-- Information shown follows --
use crate::endpoint::{Endpoint, Role};
use crate::error::{StreamError, StreamResult};
use crate::stream::ByteStream;
use crate::transfer::Transfer;
use basalt_config::StreamConfig;
use basalt_icc::signal;
use basalt_icc::{CancelToken, RegionError, ShmFacility, StreamState, WaitOutcome};
use basalt_perf_recorder::PerfRecorder;
use parking_lot::{MappedMutexGuard, Mutex, MutexGuard};
use std::io;
use std::sync::Arc;
use std::time::Duration;

/// Reading end of a shared-memory byte stream.
pub struct StreamReader {
    endpoint: Arc<Mutex<Endpoint>>,
    name: String,
    capacity: u64,
    role: Role,
    read_timeout: Option<Duration>,
}

impl StreamReader {
    /// Create the segment and read from it.
    pub fn create_host(name: &str, capacity: u64) -> StreamResult<Self> {
        let facility = ShmFacility::detect().map_err(RegionError::from)?;
        Self::open_in(&facility, name, Role::Host, capacity)
    }

    /// Open a segment created by the writing side.
    pub fn create_client(name: &str) -> StreamResult<Self> {
        let facility = ShmFacility::detect().map_err(RegionError::from)?;
        Self::open_in(&facility, name, Role::Client, 0)
    }

    /// Open an endpoint under an explicit facility. `capacity` is ignored for clients.
    pub fn open_in(facility: &ShmFacility, name: &str, role: Role, capacity: u64) -> StreamResult<Self> {
        let region = role.open(facility, name, capacity)?;
        region.state().raise(StreamState::READER_CONNECTED);

        let capacity = region.capacity();
        tracing::info!(segment = name, capacity, ?role, "stream reader ready");

        Ok(Self {
            endpoint: Arc::new(Mutex::new(Endpoint::new(region))),
            name: name.to_string(),
            capacity,
            role,
            read_timeout: None,
        })
    }

    /// Build from configuration: segment name, capacity, directory and read timeout.
    pub fn from_config(config: &StreamConfig, role: Role) -> StreamResult<Self> {
        config.validate()?;
        let facility = ShmFacility::resolve(config.shm_dir.as_deref()).map_err(RegionError::from)?;
        let mut reader = Self::open_in(&facility, &config.segment_name, role, config.capacity)?;
        reader.read_timeout = config.read_timeout();
        Ok(reader)
    }

    pub fn name(&self) -> &str {
        &self.name
    }

    pub fn role(&self) -> Role {
        self.role
    }

    pub fn capacity(&self) -> u64 {
        self.capacity
    }

    /// Total budget for one read call; `None` waits forever.
    pub fn read_timeout(&self) -> Option<Duration> {
        self.read_timeout
    }

    pub fn set_read_timeout(&mut self, timeout: Option<Duration>) {
        self.read_timeout = timeout;
    }

    pub fn available_data(&self) -> u64 {
        self.endpoint.lock().available_data()
    }

    /// Fill `buf[offset..offset + count]`, blocking while the ring is empty.
    ///
    /// Returns fewer than `count` bytes only when the writer finished the
    /// stream and the ring ran dry.
    ///
    /// # Errors
    /// `Timeout` if the read timeout runs out first; bytes already copied
    /// into `buf` stay there and the error says how many.
    pub fn read(&mut self, buf: &mut [u8], offset: usize, count: usize) -> StreamResult<usize> {
        let transfer =
            self.endpoint
                .lock()
                .read(buf, offset, count, self.read_timeout, &CancelToken::new())?;
        Ok(transfer.transferred())
    }

    /// Like [`StreamReader::read`], but gives up quietly once `cancel` fires.
    pub fn read_with_cancel(
        &mut self,
        buf: &mut [u8],
        offset: usize,
        count: usize,
        cancel: &CancelToken,
    ) -> StreamResult<Transfer> {
        self.endpoint
            .lock()
            .read(buf, offset, count, self.read_timeout, cancel)
    }

    /// Read `count` bytes on tokio's blocking pool.
    ///
    /// The returned buffer is truncated to what was actually read. Dropping
    /// the future cancels the transfer; bytes it already took from the ring
    /// are kept for the next read. The same goes for bytes read before a
    /// timeout.
    pub async fn read_async(
        &mut self,
        count: usize,
        cancel: CancelToken,
    ) -> StreamResult<(Vec<u8>, Transfer)> {
        let call = cancel.child();
        let _abandon = call.clone().drop_guard();
        let endpoint = Arc::clone(&self.endpoint);
        let timeout = self.read_timeout;

        let transfer = tokio::task::spawn_blocking(move || -> StreamResult<Transfer> {
            let mut endpoint = endpoint.lock();
            let mut buf = vec![0u8; count];
            let result = endpoint.read(&mut buf, 0, count, timeout, &call);
            let read = match &result {
                Ok(transfer) => transfer.transferred(),
                Err(StreamError::Timeout { transferred, .. }) => *transferred,
                Err(_) => 0,
            };
            endpoint.park(&buf[..read]);
            result
        })
        .await??;

        let buf = self.endpoint.lock().take_parked(transfer.transferred());
        Ok((buf, transfer))
    }

    pub fn is_writer_connected(&self) -> bool {
        self.endpoint.lock().region.state().is_writer_connected()
    }

    /// The writer called `finish`. Data may still be waiting in the ring.
    pub fn is_finished(&self) -> bool {
        self.endpoint.lock().region.state().is_stream_finished()
    }

    /// Wait until the writing side has attached.
    ///
    /// The endpoint is only locked for each look at the flag.
    pub fn wait_for_writer(&self, timeout: Option<Duration>, cancel: &CancelToken) -> WaitOutcome {
        signal::wait_until(|| self.is_writer_connected(), timeout, cancel)
    }

    /// Stage timings; empty unless built with the `perf` feature.
    pub fn perf(&self) -> MappedMutexGuard<'_, PerfRecorder> {
        MutexGuard::map(self.endpoint.lock(), |endpoint| &mut endpoint.perf)
    }
}

impl ByteStream for StreamReader {
    fn can_read(&self) -> bool {
        true
    }

    fn length(&self) -> u64 {
        self.capacity
    }

    fn read_timeout(&self) -> Option<Duration> {
        self.read_timeout
    }

    fn set_read_timeout(&mut self, timeout: Option<Duration>) -> StreamResult<()> {
        self.read_timeout = timeout;
        Ok(())
    }

    fn read_into(&mut self, buf: &mut [u8], offset: usize, count: usize) -> StreamResult<usize> {
        StreamReader::read(self, buf, offset, count)
    }
}

impl io::Read for StreamReader {
    fn read(&mut self, buf: &mut [u8]) -> io::Result<usize> {
        let len = buf.len();
        match StreamReader::read(self, buf, 0, len) {
            Ok(n) => Ok(n),
            Err(StreamError::Timeout { transferred, .. }) if transferred > 0 => Ok(transferred),
            Err(err) => Err(err.into()),
        }
    }
}

#[cfg(test)]
mod tests {
    use super::*;
    use crate::StreamWriter;
    use std::thread;
    use std::time::Instant;

    fn host(capacity: u64) -> (tempfile::TempDir, ShmFacility, StreamReader) {
        let dir = tempfile::tempdir().unwrap();
        let facility = ShmFacility::with_dir(dir.path());
        let reader = StreamReader::open_in(&facility, "reader", Role::Host, capacity).unwrap();
        (dir, facility, reader)
    }

    #[test]
    fn reader_is_read_only() {
        let (_dir, _facility, mut reader) = host(10);

        assert!(reader.can_read());
        assert!(!reader.can_write());
        assert!(!reader.can_seek());
        assert!(reader.can_timeout());
        assert_eq!(reader.length(), 10);

        assert!(matches!(reader.write_from(&[1, 2], 0, 2), Err(StreamError::InvalidOperation(_))));
        assert!(matches!(reader.set_write_timeout(None), Err(StreamError::InvalidOperation(_))));
        assert!(matches!(reader.seek(io::SeekFrom::End(0)), Err(StreamError::InvalidOperation(_))));
        assert!(ByteStream::flush(&mut reader).is_ok());
    }

    #[test]
    fn read_times_out_when_no_data_arrives() {
        let (_dir, _facility, mut reader) = host(10);
        reader.set_read_timeout(Some(Duration::from_millis(100)));

        let mut buf = [0u8; 4];
        let start = Instant::now();
        let err = reader.read(&mut buf, 0, 4).unwrap_err();
        let elapsed = start.elapsed();

        assert!(matches!(err, StreamError::Timeout { transferred: 0, .. }));
        assert!(elapsed >= Duration::from_millis(100));
        assert!(elapsed < Duration::from_millis(400), "took {elapsed:?}");
    }

    #[test]
    fn cancel_ends_blocked_read_promptly() {
        let (_dir, _facility, mut reader) = host(10);
        reader.set_read_timeout(Some(Duration::from_secs(10)));

        let cancel = CancelToken::new();
        let trigger = cancel.clone();
        let canceler = thread::spawn(move || {
            thread::sleep(Duration::from_millis(20));
            trigger.cancel();
        });

        let mut buf = [0u8; 4];
        let start = Instant::now();
        let transfer = reader.read_with_cancel(&mut buf, 0, 4, &cancel).unwrap();
        canceler.join().unwrap();

        assert_eq!(transfer, Transfer::Canceled { transferred: 0 });
        assert!(start.elapsed() < Duration::from_secs(2));
    }

    #[test]
    fn finished_stream_returns_short_read() {
        let (_dir, facility, mut reader) = host(10);
        let mut writer = StreamWriter::open_in(&facility, "reader", Role::Client, 0).unwrap();

        writer.write(&[1, 2, 3], 0, 3).unwrap();
        writer.finish();
        assert!(reader.is_finished());

        let mut buf = [0u8; 8];
        assert_eq!(reader.read(&mut buf, 0, 8).unwrap(), 3);
        assert_eq!(&buf[..3], &[1, 2, 3]);
        assert_eq!(reader.read(&mut buf, 0, 8).unwrap(), 0);
    }

    #[test]
    fn io_read_to_end_stops_at_finish() {
        let (_dir, facility, mut reader) = host(4);
        let mut writer = StreamWriter::open_in(&facility, "reader", Role::Client, 0).unwrap();

        let producer = thread::spawn(move || {
            io::Write::write_all(&mut writer, b"hello shared memory").unwrap();
            writer.finish();
        });

        let mut got = Vec::new();
        io::Read::read_to_end(&mut reader, &mut got).unwrap();
        producer.join().unwrap();
        assert_eq!(got, b"hello shared memory");
    }

    #[test]
    fn out_of_range_read_fails_before_copying() {
        let (_dir, _facility, mut reader) = host(10);
        let mut buf = [0u8; 4];
        let err = reader.read(&mut buf, 3, 2).unwrap_err();
        assert!(err.is_out_of_range());
    }
}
-- Information shown concluded --
Work item. From the records, copy out each line that includes the string "StreamError".

Reply.
use crate::error::{StreamError, StreamResult};
                Err(StreamError::Timeout { transferred, .. }) => *transferred,
            Err(StreamError::Timeout { transferred, .. }) if transferred > 0 => Ok(transferred),
        assert!(matches!(reader.write_from(&[1, 2], 0, 2), Err(StreamError::InvalidOperation(_))));
        assert!(matches!(reader.set_write_timeout(None), Err(StreamError::InvalidOperation(_))));
        assert!(matches!(reader.seek(io::SeekFrom::End(0)), Err(StreamError::InvalidOperation(_))));
        assert!(matches!(err, StreamError::Timeout { transferred: 0, .. }));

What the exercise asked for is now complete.